Suppose you are tasked with ethical decision-making and part of a moderately sized population on a moderately sized island. Moreover the current population size is exactly at the minimally viable population size to maintain sufficient genetic diversity to sustain itself into the future. It is also exactly at the carrying capacity, such that growth in population will be followed by scarcity and population decline, after which the population will be below the minimally viable population size. There is no expectation of additional lands or technologies (to effectively increase the carrying capacity) in the foreseeable future.
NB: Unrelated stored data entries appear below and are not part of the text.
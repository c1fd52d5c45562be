// SPDX-License-Identifier: MIT
//! Data model for engine results.
//!
//! Mirrors the JSON shape axe-core returns from `axe.run`: four finding
//! categories, each a list of findings, each finding carrying the affected
//! DOM nodes. Unknown fields in the engine output are ignored on
//! deserialization.

use serde::{Deserialize, Serialize};

/// One engine run over one page, grouped into the four finding categories.
#[derive(Debug, Clone, Default, Serialize, Deserialize)]
#[serde(default, rename_all = "camelCase")]
pub struct AuditSummary {
    pub url: Option<String>,
    pub violations: Vec<Finding>,
    pub incomplete: Vec<Finding>,
    pub inapplicable: Vec<Finding>,
    pub passes: Vec<Finding>,
}

impl AuditSummary {
    pub fn findings(&self, category: Category) -> &[Finding] {
        match category {
            Category::Violations => &self.violations,
            Category::Incomplete => &self.incomplete,
            Category::Inapplicable => &self.inapplicable,
            Category::Passes => &self.passes,
        }
    }

    pub fn findings_mut(&mut self, category: Category) -> &mut Vec<Finding> {
        match category {
            Category::Violations => &mut self.violations,
            Category::Incomplete => &mut self.incomplete,
            Category::Inapplicable => &mut self.inapplicable,
            Category::Passes => &mut self.passes,
        }
    }

    pub fn total_findings(&self) -> usize {
        Category::ALL
            .iter()
            .map(|c| self.findings(*c).len())
            .sum()
    }
}

/// One reported check outcome for one rule against one page.
///
/// `impact` holds one of the four raw severities as reported by the engine,
/// or the localized label once the result has passed through the translator.
/// Passes and inapplicable findings usually carry no impact at all.
#[derive(Debug, Clone, Default, Serialize, Deserialize)]
#[serde(default, rename_all = "camelCase")]
pub struct Finding {
    pub id: String,
    pub impact: Option<String>,
    pub help: String,
    pub nodes: Vec<FindingNode>,
}

/// A DOM node affected by a finding.
#[derive(Debug, Clone, Default, Serialize, Deserialize)]
#[serde(default, rename_all = "camelCase")]
pub struct FindingNode {
    /// HTML snippet of the offending element.
    pub html: String,
    /// CSS selector path to the element.
    pub target: Vec<String>,
    /// Per-node diagnostic messages, as one pre-joined summary.
    pub failure_summary: Option<String>,
}

/// The four finding categories tracked in the report. Fixed set: the
/// translator and the report only ever touch these.
#[derive(Debug, Clone, Copy, PartialEq, Eq)]
pub enum Category {
    Violations,
    Incomplete,
    Inapplicable,
    Passes,
}

impl Category {
    pub const ALL: [Category; 4] = [
        Category::Violations,
        Category::Incomplete,
        Category::Inapplicable,
        Category::Passes,
    ];

    /// Label used in the report's category column.
    pub fn label(self) -> &'static str {
        match self {
            Category::Violations => "violations",
            Category::Incomplete => "incomplete",
            Category::Inapplicable => "inapplicable",
            Category::Passes => "passes",
        }
    }
}

/// Impact severity as reported by the engine.
#[derive(Debug, Clone, Copy, PartialEq, Eq)]
pub enum Impact {
    Critical,
    Serious,
    Moderate,
    Minor,
}

impl Impact {
    pub const ALL: [Impact; 4] = [
        Impact::Critical,
        Impact::Serious,
        Impact::Moderate,
        Impact::Minor,
    ];

    /// Parse the engine's raw severity string. Anything outside the fixed
    /// set (including already-localized labels) returns `None`.
    pub fn from_raw(raw: &str) -> Option<Impact> {
        match raw {
            "critical" => Some(Impact::Critical),
            "serious" => Some(Impact::Serious),
            "moderate" => Some(Impact::Moderate),
            "minor" => Some(Impact::Minor),
            _ => None,
        }
    }

    pub fn as_raw(self) -> &'static str {
        match self {
            Impact::Critical => "critical",
            Impact::Serious => "serious",
            Impact::Moderate => "moderate",
            Impact::Minor => "minor",
        }
    }
}

#[cfg(test)]
mod tests {
    use super::*;

    #[test]
    fn deserializes_engine_json() {
        let raw = r##"{
            "url": "https://example.com/",
            "violations": [{
                "id": "image-alt",
                "impact": "critical",
                "help": "Images must have alternate text",
                "helpUrl": "https://dequeuniversity.com/rules/axe/4.8/image-alt",
                "nodes": [{
                    "html": "<img src=\"hero.png\">",
                    "target": ["#hero > img"],
                    "failureSummary": "Fix any of the following: ..."
                }]
            }],
            "passes": [{"id": "document-title", "help": "Documents must have a title"}]
        }"##;
        let summary: AuditSummary = serde_json::from_str(raw).unwrap();
        assert_eq!(summary.violations.len(), 1);
        assert_eq!(summary.violations[0].impact.as_deref(), Some("critical"));
        assert_eq!(summary.violations[0].nodes[0].target, vec!["#hero > img"]);
        assert!(summary.passes[0].impact.is_none());
        assert!(summary.incomplete.is_empty());
        assert_eq!(summary.total_findings(), 2);
    }

    #[test]
    fn impact_round_trips_raw_severities() {
        for impact in Impact::ALL {
            assert_eq!(Impact::from_raw(impact.as_raw()), Some(impact));
        }
        assert_eq!(Impact::from_raw("cosmetic"), None);
        assert_eq!(Impact::from_raw(""), None);
    }
}
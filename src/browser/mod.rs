// SPDX-License-Identifier: MIT
//! Browser automation boundary: one headless Chromium process per run,
//! one isolated page per target, plus the page-readiness helpers.

pub mod readiness;
pub mod session;

pub use readiness::{settle_lazy_content, ScrollSurface, SettleOutcome};
pub use session::{BrowserError, BrowserSession};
Would it in this case be ethical to advocate for a change in the population size? And if the question of population ethics can be answered in this particular case, the statement that the question of population ethics cannot be answered in general must I think be false(?).
Moreover, my argument has an if-then structure and conditions on a belief in (strong) longtermism. If you believe in (strong) longtermism, you care about the future, so it seems to me the answer to my above question should then be no; in order to have a sustainable population size, and safeguard the potential in the future.
For example in this way, I state that (strong) longtermism restricts the space of permissible positions in population ethics, with those positions remaining that minimize the risk to the potential in the future. This could still be multiple or even many permissible positions, such that the issue is not quite resolved yet. But to a (strong) longtermist it would be resolved in the sense that the different options would not be relevant to decision-making, as they would care only for and prioritize the potential in the future (such that they are indifferent between these multiple permissible positions).
To think about possible worlds, as philosophers do, is then valuable in a developed state of many options, as it helps to triage among them. In my example here—a state and actual world (within a thought experiment, ironically) of few (or even not multiple ethical) options—this is however not the case.